#### INFORMATION GIVEN
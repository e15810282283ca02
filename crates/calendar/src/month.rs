//! Calendar-month buckets used for monthly resampling.

use chrono::{Datelike, NaiveDate, NaiveDateTime};

/// A (year, month) bucket.
///
/// Ordered chronologically, so a `BTreeMap<MonthKey, _>` iterates in time
/// order.
#[derive(Debug, Clone, Copy, PartialEq, Eq, PartialOrd, Ord, Hash)]
pub struct MonthKey {
    year: i32,
    month: u32,
}

impl MonthKey {
    /// Bucket containing `time`.
    pub fn of(time: NaiveDateTime) -> Self {
        Self {
            year: time.year(),
            month: time.month(),
        }
    }

    /// Returns the year.
    pub fn year(self) -> i32 {
        self.year
    }

    /// Returns the month (1..=12).
    pub fn month(self) -> u32 {
        self.month
    }

    /// The following month.
    pub fn next(self) -> Self {
        if self.month == 12 {
            Self {
                year: self.year + 1,
                month: 1,
            }
        } else {
            Self {
                year: self.year,
                month: self.month + 1,
            }
        }
    }

    /// Last day of the month.
    pub fn last_day(self) -> NaiveDate {
        let next = self.next();
        NaiveDate::from_ymd_opt(next.year, next.month, 1)
            .and_then(|d| d.pred_opt())
            .unwrap_or(NaiveDate::MAX)
    }

    /// Timestamp that labels this bucket: midnight on the last day of the month.
    pub fn label(self) -> NaiveDateTime {
        self.last_day().and_hms_opt(0, 0, 0).unwrap_or(NaiveDateTime::MAX)
    }
}

/// Whole and fractional days from `from` to `to`.
pub fn days_between(from: NaiveDateTime, to: NaiveDateTime) -> f64 {
    (to - from).num_milliseconds() as f64 / 86_400_000.0
}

#### WORK ITEM
Please copy out each line of the material that holds the string "NaiveDateTime".

#### RESPONSE TO THIS EXERCISE
use chrono::{Datelike, NaiveDate, NaiveDateTime};
    pub fn of(time: NaiveDateTime) -> Self {
    pub fn label(self) -> NaiveDateTime {
        self.last_day().and_hms_opt(0, 0, 0).unwrap_or(NaiveDateTime::MAX)
pub fn days_between(from: NaiveDateTime, to: NaiveDateTime) -> f64 {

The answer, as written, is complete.